If you are a gamer like me and of a certain age, you may well remember one of the first ways to enjoy a single player, story driven, RPG adventure. In the form of a series of books called Fighting Fantasy novels! Produced and written by the amazing Ian Livingston and Steve Jackson.

You would take the part of an adventurer in an exciting world from fantasy to Sci Fi, creating your character with the roll of a dice making health points, skill, stamina etc.

You start reading your story like any normal book, but then when your character came across a fork in the road or a decision to make, you would be instructed to turn to the next numbered paragraph required to continue your story, sometimes leading to certain death!

The Warlock of Firetop Mountain was the first of these novels published in 1982 and was such a success, it spawned a total of 59 books in the series as well as inspiration for countless games, books and computer games; it truly paved the way for the games we are playing now. Not bad for a small paperback of less than 200 pages long!

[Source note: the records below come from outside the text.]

// =============================================================
// Receipts
// =============================================================

/// Upload a receipt file as multipart form data via `POST /receipts`.
///
/// # Errors
///
/// Returns an [`ApiError`] if the file handle is missing, the form cannot be
/// built, or the upload fails.
pub async fn upload_receipt(token: &str, file: &SelectedFile, notes: Option<&str>) -> Result<Receipt, ApiError> {
    #[cfg(feature = "hydrate")]
    {
        let handle = file.handle.as_ref().ok_or(ApiError::Unavailable)?;
        let form = web_sys::FormData::new().map_err(|_| ApiError::Network("form data unavailable".to_owned()))?;
        form.append_with_blob_and_filename("file", handle, &file.name)
            .map_err(|_| ApiError::Network("could not attach file".to_owned()))?;
        if let Some(notes) = notes.filter(|n| !n.trim().is_empty()) {
            form.append_with_str("notes", notes)
                .map_err(|_| ApiError::Network("could not attach notes".to_owned()))?;
        }
        let req = transport::post("/receipts", token)
            .body(form)
            .map_err(|e| ApiError::Network(e.to_string()))?;
        transport::send_json(req).await
    }
    #[cfg(not(feature = "hydrate"))]
    {
        let _ = (token, file, notes);
        Err(ApiError::Unavailable)
    }
}

/// Fetch receipt metadata via `GET /receipts/{id}/metadata`.
///
/// # Errors
///
/// Returns an [`ApiError`] if the request fails.
pub async fn receipt_metadata(token: &str, id: &str) -> Result<Receipt, ApiError> {
    #[cfg(feature = "hydrate")]
    {
        let req = transport::bare(transport::get(&receipt_path(id, "/metadata"), token))?;
        transport::send_json(req).await
    }
    #[cfg(not(feature = "hydrate"))]
    {
        let _ = (token, id);
        Err(ApiError::Unavailable)
    }
}

/// Replace a receipt's notes via `PATCH /receipts/{id}`.
///
/// # Errors
///
/// Returns an [`ApiError`] if the request fails.
pub async fn update_receipt_notes(token: &str, id: &str, notes: &str) -> Result<Receipt, ApiError> {
    #[cfg(feature = "hydrate")]
    {
        let body = serde_json::json!({ "notes": notes });
        let req = transport::with_json(transport::patch(&receipt_path(id, ""), token), &body)?;
        transport::send_json(req).await
    }
    #[cfg(not(feature = "hydrate"))]
    {
        let _ = (token, id, notes);
        Err(ApiError::Unavailable)
    }
}

/// Delete a receipt via `DELETE /receipts/{id}`.
///
/// # Errors
///
/// Returns an [`ApiError`] if the request fails.
pub async fn delete_receipt(token: &str, id: &str) -> Result<(), ApiError> {
    #[cfg(feature = "hydrate")]
    {
        let req = transport::bare(transport::delete(&receipt_path(id, ""), token))?;
        transport::send_empty(req).await
    }
    #[cfg(not(feature = "hydrate"))]
    {
        let _ = (token, id);
        Err(ApiError::Unavailable)
    }
}

/// Attach a receipt to an expense via `POST /receipts/{id}/link/{expenseId}`.
///
/// # Errors
///
/// Returns an [`ApiError`] if the request fails.
pub async fn link_receipt(token: &str, receipt_id: &str, expense_id: i64) -> Result<(), ApiError> {
    #[cfg(feature = "hydrate")]
    {
        let req = transport::bare(transport::post(&receipt_link_path(receipt_id, expense_id), token))?;
        transport::send_empty(req).await
    }
    #[cfg(not(feature = "hydrate"))]
    {
        let _ = (token, receipt_id, expense_id);
        Err(ApiError::Unavailable)
    }
}

/// Detach a receipt from its expense via `POST /receipts/{id}/unlink`.
///
/// # Errors
///
/// Returns an [`ApiError`] if the request fails.
pub async fn unlink_receipt(token: &str, receipt_id: &str) -> Result<(), ApiError> {
    #[cfg(feature = "hydrate")]
    {
        let req = transport::bare(transport::post(&receipt_path(receipt_id, "/unlink"), token))?;
        transport::send_empty(req).await
    }
    #[cfg(not(feature = "hydrate"))]
    {
        let _ = (token, receipt_id);
        Err(ApiError::Unavailable)
    }
}

/// Receipts not yet linked to any expense, via `GET /receipts/unassigned`.
///
/// # Errors
///
/// Returns an [`ApiError`] if the request fails.
pub async fn list_unassigned_receipts(token: &str) -> Result<Vec<Receipt>, ApiError> {
    #[cfg(feature = "hydrate")]
    {
        let req = transport::bare(transport::get("/receipts/unassigned", token))?;
        transport::send_json(req).await
    }
    #[cfg(not(feature = "hydrate"))]
    {
        let _ = token;
        Err(ApiError::Unavailable)
    }
}

/// Fetch receipt bytes via `GET /receipts/{id}` and wrap them in an object
/// URL suitable for `<img src>` / `<iframe src>` previews.
///
/// The caller owns the URL and must release it with [`revoke_object_url`].
///
/// # Errors
///
/// Returns an [`ApiError`] if the request fails or the blob cannot be created.
pub async fn receipt_object_url(token: &str, id: &str) -> Result<String, ApiError> {
    #[cfg(feature = "hydrate")]
    {
        let req = transport::bare(transport::get(&receipt_path(id, ""), token))?;
        let resp = transport::send(req).await?;
        let mime = resp.headers().get("content-type").unwrap_or_default();
        let bytes = resp.binary().await.map_err(|e| ApiError::Decode(e.to_string()))?;

        let parts = js_sys::Array::of1(&js_sys::Uint8Array::from(bytes.as_slice()));
        let options = web_sys::BlobPropertyBag::new();
        options.set_type(&mime);
        let blob = web_sys::Blob::new_with_u8_array_sequence_and_options(&parts, &options)
            .map_err(|_| ApiError::Decode("could not build blob".to_owned()))?;
        web_sys::Url::create_object_url_with_blob(&blob).map_err(|_| ApiError::Decode("could not create object URL".to_owned()))
    }
    #[cfg(not(feature = "hydrate"))]
    {
        let _ = (token, id);
        Err(ApiError::Unavailable)
    }
}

So how does this game transition into the 21st century? I am pleased to say really well! Kind of? First off, it is pretty amazing how close to the book this game is, pictures that were in the book, beautifully illustrated by Russ Nicholson, will also be found in the game, helping to draw you into the game. Along with this, as you play the text written in the book fills the screen explaining the story and giving your choices and again the text is almost exactly the same, with just a few changes to help it fit with the new medium. But rather than just a text driven game akin to the old Grannies Garden Game on the old BBC, you also get a visual of the area along the lines of a D&D figure on an isometric map, and it looks pretty good. As you make your way around, the world drops down around your character, you make decisions on what direction to take and the figure paces around the board or map. This kinda works as it fits with the medium and does not distract from the core of the game which is the text. But unfortunately it does not really add any excitement or intrigue to the game, and it almost makes you skip some descriptive text because you can already see East or West as a choice, this then means you start to miss the value in the text.

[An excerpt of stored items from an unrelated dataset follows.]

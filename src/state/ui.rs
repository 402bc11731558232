//! Top-level navigation state.
//!
//! DESIGN
//! ======
//! The app has five fixed screens and no deep links, so navigation is a
//! single enum in context rather than a router.

#[cfg(test)]
#[path = "ui_test.rs"]
mod ui_test;

/// Screens reachable from the navigation bar.
#[derive(Clone, Copy, Debug, Default, PartialEq, Eq, Hash)]
pub enum Page {
    #[default]
    Dashboard,
    Expenses,
    NewExpense,
    Categories,
    Receipts,
}

impl Page {
    /// Navigation bar order.
    pub const ALL: [Page; 5] = [Page::Dashboard, Page::Expenses, Page::NewExpense, Page::Categories, Page::Receipts];

    pub fn title(self) -> &'static str {
        match self {
            Self::Dashboard => "Dashboard",
            Self::Expenses => "Expenses",
            Self::NewExpense => "New Expense",
            Self::Categories => "Categories",
            Self::Receipts => "Receipts",
        }
    }
}

/// UI chrome state.
#[derive(Clone, Debug, Default)]
pub struct UiState {
    pub page: Page,
}

impl UiState {
    pub fn navigate(&mut self, page: Page) {
        self.page = page;
    }
}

Another big change is the combat, gone are the dice. Instead it has reduced it to a stepping stone game where you decide to move or attack the enemy and they do the same, if you are lucky the enemy moved into where you are hitting, or you do the same. It is simple and can easily be anticipated taking away some of the challenge. But get three or four enemies and you can find you have nowhere to run.

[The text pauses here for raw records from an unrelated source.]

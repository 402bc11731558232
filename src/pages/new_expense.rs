//! New-expense page hosting the expense form.

use leptos::prelude::*;

use crate::app::session_token;
use crate::components::expense_form::ExpenseForm;
use crate::net::types::{Category, Expense};
use crate::state::auth::AuthState;
use crate::state::ui::{Page, UiState};

#[component]
pub fn NewExpensePage() -> impl IntoView {
    let auth = expect_context::<RwSignal<AuthState>>();
    let ui = expect_context::<RwSignal<UiState>>();
    let categories = RwSignal::new(Vec::<Category>::new());

    #[cfg(feature = "hydrate")]
    if let Some(token) = session_token(auth) {
        leptos::task::spawn_local(async move {
            match crate::net::api::list_categories(&token).await {
                Ok(list) => {
                    categories.try_set(list);
                }
                Err(e) => leptos::logging::warn!("category list failed: {e}"),
            }
        });
    }
    #[cfg(not(feature = "hydrate"))]
    let _ = session_token(auth);

    let on_success = Callback::new(move |_: Expense| ui.update(|u| u.navigate(Page::Expenses)));
    let on_cancel = Callback::new(move |()| ui.update(|u| u.navigate(Page::Expenses)));

    view! {
        <div class="new-expense-page">
            <h1>"New Expense"</h1>
            <ExpenseForm categories=categories on_success=on_success on_cancel=on_cancel/>
        </div>
    }
}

If you find you lose a battle, you have three chances to reset the game back to your last save spot which is a nice little tree stump found every now and then, which also helps to restore lost hit points. Now this would not be possible in the book when you died. You died and had to start again unless, like me, you always kept a finger in the last paragraph before the challenge allowing you to’re-do’ the challenge.

So should you try this game? Well that depends, if like me you played and loved these books as a child, then yes wholeheartedly, you absolutely must get it! It has brought back so many memories of playing these books it has made me hunt out my books and dice and start reading again! Who knows you may even remember what lies behind that door. If you love reading fantasy novels or D&D then yes, you will love it and you will probably want to go and find all 59 books in the series. But if you are after an action thrill ride of a game where fast fingers matter then pass it by, you will be bored before you find your first orc!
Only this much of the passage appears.